Denise Gonzales Crisp is a graphic designer, writer, and professor of graphic design at North Carolina State University College of Design (since 2002), where she currently directs the graduate program. She holds a M.F.A. in graphic design from the California Institute of the Arts and a B.F.A. from Art Center College of Design.

She is author of Graphic Design in Context: Typography. She has been invited to speak at numerous conferences, universities, and events—at TYPO Talks, ATypI 2009 (Mexico City), the Walker Art Center (Minneapolis), GraficEurope (Berlin), RMIT (Melbourne), ArtCity (Calgary), among others. She has exhibited her work both nationally and internationally, is published widely in design journals: Emigre, Metropolis, Print, Graphis, Eye, Items, and KAK.

Gonzales Crisp was senior designer for the Art Center College of Design in Pasadena and principal of SuperStoove!, a design studio focussed on designing "books for the cultural sector". She designed Utopian Entrepreneur by Brenda Laurel, part of the Mediawork pamphlet series for MIT Press, edited by Peter Lunenfeld on "the intersections of art, design, technology, and market culture."

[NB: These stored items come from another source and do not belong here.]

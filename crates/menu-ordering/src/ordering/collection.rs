//! Ordered Collection
//!
//! A sibling list whose `order` values always form a dense `0..n-1`
//! sequence matching list position.

use std::collections::BTreeMap;

use crate::domain::{DomainError, DomainResult, OrderEntry, Ordered};

/// Sibling list kept in dense order
#[derive(Debug, Clone, PartialEq, Eq)]
pub struct OrderedCollection<T> {
    items: Vec<T>,
}

impl<T: Ordered> OrderedCollection<T> {
    /// Build from server data: sort by existing `order` (stable, so ties keep
    /// arrival order) and renumber densely.
    pub fn from_unordered(mut items: Vec<T>) -> Self {
        items.sort_by_key(|item| item.order());
        let mut collection = Self { items };
        collection.renumber();
        collection
    }

    /// Take the list as displayed and renumber it by position.
    pub fn from_positions(items: Vec<T>) -> Self {
        let mut collection = Self { items };
        collection.renumber();
        collection
    }

    pub fn len(&self) -> usize {
        self.items.len()
    }

    pub fn is_empty(&self) -> bool {
        self.items.is_empty()
    }

    pub fn as_slice(&self) -> &[T] {
        &self.items
    }

    pub fn into_vec(self) -> Vec<T> {
        self.items
    }

    pub fn iter(&self) -> std::slice::Iter<'_, T> {
        self.items.iter()
    }

    pub fn position_of(&self, id: &T::Id) -> Option<usize> {
        self.items.iter().position(|item| item.id() == id)
    }

    /// Return a copy with the element at `from` relocated to `to`
    /// (array-move semantics) and every order rewritten to its new index.
    pub fn moved(&self, from: usize, to: usize) -> DomainResult<Self> {
        let len = self.items.len();
        debug_assert!(from < len && to < len, "move {from}->{to} out of range for {len}");
        if from >= len {
            return Err(DomainError::InvalidIndex { index: from, len });
        }
        if to >= len {
            return Err(DomainError::InvalidIndex { index: to, len });
        }

        let mut items = self.items.clone();
        let element = items.remove(from);
        items.insert(to, element);
        Ok(Self::from_positions(items))
    }

    /// Project to `{id, order}` pairs in display order
    pub fn entries(&self) -> Vec<OrderEntry<T::Id>> {
        self.items
            .iter()
            .map(|item| OrderEntry::new(item.id().clone(), item.order()))
            .collect()
    }

    /// Reorder according to a full overlay; the overlay must satisfy
    /// [`validate_overlay`] against this collection.
    pub fn with_overlay(&self, overlay: &[OrderEntry<T::Id>]) -> DomainResult<Self> {
        let ids: Vec<T::Id> = self.items.iter().map(|item| item.id().clone()).collect();
        validate_overlay(&ids, overlay)?;

        let target: BTreeMap<&T::Id, u32> =
            overlay.iter().map(|entry| (&entry.id, entry.order)).collect();
        let mut items = self.items.clone();
        items.sort_by_key(|item| target.get(item.id()).copied().unwrap_or(u32::MAX));
        Ok(Self::from_positions(items))
    }

    pub fn is_dense(&self) -> bool {
        is_dense_orders(self.items.iter().map(|item| item.order()))
    }

    fn renumber(&mut self) {
        for (index, item) in self.items.iter_mut().enumerate() {
            item.set_order(index as u32);
        }
    }
}

impl<T> IntoIterator for OrderedCollection<T> {
    type Item = T;
    type IntoIter = std::vec::IntoIter<T>;

    fn into_iter(self) -> Self::IntoIter {
        self.items.into_iter()
    }
}

/// An overlay must name every id of the collection exactly once and carry
/// orders forming a permutation of `0..n-1`.
pub fn validate_overlay<Id>(ids: &[Id], overlay: &[OrderEntry<Id>]) -> DomainResult<()>
where
    Id: Ord + std::fmt::Debug,
{
    let known: std::collections::BTreeSet<&Id> = ids.iter().collect();
    let mut seen = std::collections::BTreeSet::new();

    for entry in overlay {
        if !known.contains(&entry.id) {
            return Err(DomainError::UnknownId(format!("{:?}", entry.id)));
        }
        if !seen.insert(&entry.id) {
            return Err(DomainError::DuplicateId(format!("{:?}", entry.id)));
        }
    }
    if seen.len() != known.len() {
        return Err(DomainError::PartialOverlay {
            covered: seen.len(),
            expected: known.len(),
        });
    }
    if !is_dense_orders(overlay.iter().map(|entry| entry.order)) {
        return Err(DomainError::NotDense);
    }
    Ok(())
}

fn is_dense_orders(orders: impl Iterator<Item = u32>) -> bool {
    let mut orders: Vec<u32> = orders.collect();
    orders.sort_unstable();
    orders.iter().enumerate().all(|(index, order)| *order == index as u32)
}

#[cfg(test)]
mod tests {
    use super::*;
    use crate::domain::ItemId;

    fn entries(ids: &[&str]) -> OrderedCollection<OrderEntry<ItemId>> {
        OrderedCollection::from_positions(
            ids.iter().map(|id| OrderEntry::new(ItemId::from(*id), 0)).collect(),
        )
    }

    fn ids(collection: &OrderedCollection<OrderEntry<ItemId>>) -> Vec<&str> {
        collection.iter().map(|e| e.id.as_str()).collect()
    }

    #[test]
    fn test_from_unordered_sorts_and_renumbers() {
        let raw = vec![
            OrderEntry::new(ItemId::from("b"), 7),
            OrderEntry::new(ItemId::from("a"), 2),
            OrderEntry::new(ItemId::from("c"), 7),
        ];
        let collection = OrderedCollection::from_unordered(raw);
        assert_eq!(ids(&collection), vec!["a", "b", "c"]);
        assert!(collection.is_dense());
        assert_eq!(collection.as_slice()[2].order, 2);
    }

    #[test]
    fn test_move_forward_and_backward() {
        let list = entries(&["a", "b", "c", "d"]);

        let forward = list.moved(0, 2).unwrap();
        assert_eq!(ids(&forward), vec!["b", "c", "a", "d"]);
        assert!(forward.is_dense());

        let backward = list.moved(3, 1).unwrap();
        assert_eq!(ids(&backward), vec!["a", "d", "b", "c"]);
        assert!(backward.is_dense());

        // input untouched
        assert_eq!(ids(&list), vec!["a", "b", "c", "d"]);
    }

    #[test]
    fn test_permutation_holds_after_many_moves() {
        let mut list = entries(&["a", "b", "c", "d", "e"]);
        for (from, to) in [(4, 0), (1, 3), (2, 2), (0, 4), (3, 1)] {
            list = list.moved(from, to).unwrap();
            let mut orders: Vec<u32> = list.iter().map(|e| e.order).collect();
            orders.sort_unstable();
            assert_eq!(orders, vec![0, 1, 2, 3, 4]);
        }
    }

    #[test]
    #[cfg(not(debug_assertions))]
    fn test_out_of_range_move_is_invalid_index() {
        let list = entries(&["a", "b"]);
        assert_eq!(
            list.moved(0, 5),
            Err(DomainError::InvalidIndex { index: 5, len: 2 })
        );
    }

    #[test]
    #[cfg(debug_assertions)]
    #[should_panic(expected = "out of range")]
    fn test_out_of_range_move_asserts_in_debug() {
        let list = entries(&["a", "b"]);
        let _ = list.moved(2, 0);
    }

    #[test]
    fn test_with_overlay_reorders() {
        let list = entries(&["a", "b", "c"]);
        let overlay = vec![
            OrderEntry::new(ItemId::from("c"), 0),
            OrderEntry::new(ItemId::from("a"), 1),
            OrderEntry::new(ItemId::from("b"), 2),
        ];
        let reordered = list.with_overlay(&overlay).unwrap();
        assert_eq!(ids(&reordered), vec!["c", "a", "b"]);
        assert_eq!(reordered.entries(), overlay);
    }

    #[test]
    fn test_validate_overlay_rejects_bad_overlays() {
        let known = vec![ItemId::from("a"), ItemId::from("b")];

        let partial = vec![OrderEntry::new(ItemId::from("a"), 0)];
        assert_eq!(
            validate_overlay(&known, &partial),
            Err(DomainError::PartialOverlay { covered: 1, expected: 2 })
        );

        let unknown = vec![
            OrderEntry::new(ItemId::from("a"), 0),
            OrderEntry::new(ItemId::from("z"), 1),
        ];
        assert!(matches!(
            validate_overlay(&known, &unknown),
            Err(DomainError::UnknownId(_))
        ));

        let duplicate = vec![
            OrderEntry::new(ItemId::from("a"), 0),
            OrderEntry::new(ItemId::from("a"), 1),
        ];
        assert!(matches!(
            validate_overlay(&known, &duplicate),
            Err(DomainError::DuplicateId(_))
        ));

        let gap = vec![
            OrderEntry::new(ItemId::from("a"), 0),
            OrderEntry::new(ItemId::from("b"), 2),
        ];
        assert_eq!(validate_overlay(&known, &gap), Err(DomainError::NotDense));
    }
}
//! Ordering Sync Gateway
//!
//! Persists the nested ordering payload in one call and reconciles the
//! engine with the server afterwards.
//!
//! The flow is split so the engine is never borrowed across an `.await`
//! (it lives in a reactive signal in the UI):
//! `MenuOrderingEngine::begin_save` -> [`OrderingSyncGateway::submit`] ->
//! `MenuOrderingEngine::complete_save`.
//! [`OrderingSyncGateway::save`] runs all three for callers that own the
//! engine outright.

use thiserror::Error;

use crate::api::{ApiError, ApiErrorKind, ApiResult, MenuApi};
use crate::domain::{Category, CategoryId, ItemId, MenuId};
use crate::engine::MenuOrderingEngine;
use crate::ordering::CategoryOrderPayload;

#[derive(Debug, Clone, PartialEq, Eq, Error)]
pub enum SyncError {
    #[error("category tree is not loaded yet")]
    NotLoaded,
    #[error("no ordering changes to save")]
    NothingToSave,
    #[error("a save is already in progress")]
    SaveInFlight,
    #[error("saving the order failed: {0}")]
    SaveFailed(#[source] ApiError),
    #[error("order saved, but reloading the menu failed: {0}")]
    RefreshFailed(#[source] ApiError),
}

impl SyncError {
    /// The operator can retry without re-dragging
    pub fn is_retryable(&self) -> bool {
        matches!(self, SyncError::SaveFailed(_))
    }

    /// Text for the failure toast
    pub fn user_message(&self) -> String {
        match self {
            SyncError::SaveFailed(e) if e.kind == ApiErrorKind::Unauthorized => {
                "Your session has expired. Sign in again and retry.".to_string()
            }
            SyncError::SaveFailed(e) if e.kind == ApiErrorKind::Network => {
                "Could not reach the server. Your changes are kept; try saving again.".to_string()
            }
            SyncError::SaveFailed(_) => {
                "Saving the order failed. Your changes are kept; try saving again.".to_string()
            }
            SyncError::RefreshFailed(_) => {
                "Order saved, but the menu could not be reloaded. Refresh the page.".to_string()
            }
            other => other.to_string(),
        }
    }
}

/// Everything needed to issue one save, captured at `begin_save` time
#[derive(Debug, Clone, PartialEq, Eq)]
pub struct SaveTicket {
    pub menu_id: MenuId,
    pub payload: Vec<CategoryOrderPayload>,
}

/// Result of the network part of a save
#[derive(Debug, Clone, PartialEq, Eq)]
pub enum SaveOutcome {
    /// The server applied the ordering; `refreshed` is the follow-up refetch
    Saved { refreshed: ApiResult<Vec<Category>> },
    Failed(ApiError),
}

#[derive(Debug, Clone)]
pub struct OrderingSyncGateway<A> {
    api: A,
}

impl<A: MenuApi> OrderingSyncGateway<A> {
    pub fn new(api: A) -> Self {
        Self { api }
    }

    pub fn api(&self) -> &A {
        &self.api
    }

    /// One `save_ordering` call, then a full refetch if it succeeded.
    /// No automatic retry.
    pub async fn submit(&self, ticket: &SaveTicket) -> SaveOutcome {
        match self.api.save_ordering(&ticket.menu_id, &ticket.payload).await {
            Ok(()) => SaveOutcome::Saved {
                refreshed: self.api.fetch_category_tree(&ticket.menu_id).await,
            },
            Err(e) => SaveOutcome::Failed(e),
        }
    }

    pub async fn save(&self, engine: &mut MenuOrderingEngine) -> Result<(), SyncError> {
        let ticket = engine.begin_save()?;
        let outcome = self.submit(&ticket).await;
        engine.complete_save(outcome)
    }

    pub async fn fetch(&self, menu_id: &MenuId) -> ApiResult<Vec<Category>> {
        self.api.fetch_category_tree(menu_id).await
    }

    /// Fetch the tree and hand it to the engine (initial load or reload)
    pub async fn refresh(&self, engine: &mut MenuOrderingEngine) -> ApiResult<()> {
        engine.begin_load();
        match self.api.fetch_category_tree(engine.menu_id()).await {
            Ok(tree) => {
                engine.replace_tree(tree);
                Ok(())
            }
            Err(e) => {
                engine.load_failed(e.to_string());
                Err(e)
            }
        }
    }

    /// Delete, then refetch the whole tree (deletes invalidate the snapshot).
    pub async fn delete_category(
        &self,
        menu_id: &MenuId,
        category_id: &CategoryId,
    ) -> ApiResult<Vec<Category>> {
        self.api.delete_category(menu_id, category_id).await?;
        log::info!("Deleted category {} from menu {}", category_id, menu_id);
        self.api.fetch_category_tree(menu_id).await
    }

    pub async fn delete_item(&self, menu_id: &MenuId, item_id: &ItemId) -> ApiResult<Vec<Category>> {
        self.api.delete_item(menu_id, item_id).await?;
        log::info!("Deleted item {} from menu {}", item_id, menu_id);
        self.api.fetch_category_tree(menu_id).await
    }
}

#[cfg(test)]
mod tests {
    use super::*;

    #[test]
    fn test_only_save_failures_are_retryable() {
        assert!(SyncError::SaveFailed(ApiError::network("down")).is_retryable());
        assert!(!SyncError::SaveInFlight.is_retryable());
        assert!(!SyncError::RefreshFailed(ApiError::network("down")).is_retryable());
    }

    #[test]
    fn test_user_messages() {
        assert!(SyncError::SaveFailed(ApiError::unauthorized())
            .user_message()
            .contains("session"));
        assert!(SyncError::SaveFailed(ApiError::http(500, "boom", "Save ordering failed"))
            .user_message()
            .contains("try saving again"));
        assert_eq!(
            SyncError::NothingToSave.user_message(),
            "no ordering changes to save"
        );
    }
}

Gonzales Crisp has taught graphic design at Art Center College of Design, CalArts, and Otis Art Institute. She sits on the Executive Board of DesignInquiry, a non-profit educational organization devoted to researching design issues in intensive team-based gatherings, with (co-founder) Margo Halverson, (co-founder) Peter Hall, Emily Luce, Anita Cooney, Gabrielle Esperdy, Gail Swanlund, Joshua Singer, and Ben Van Dyke.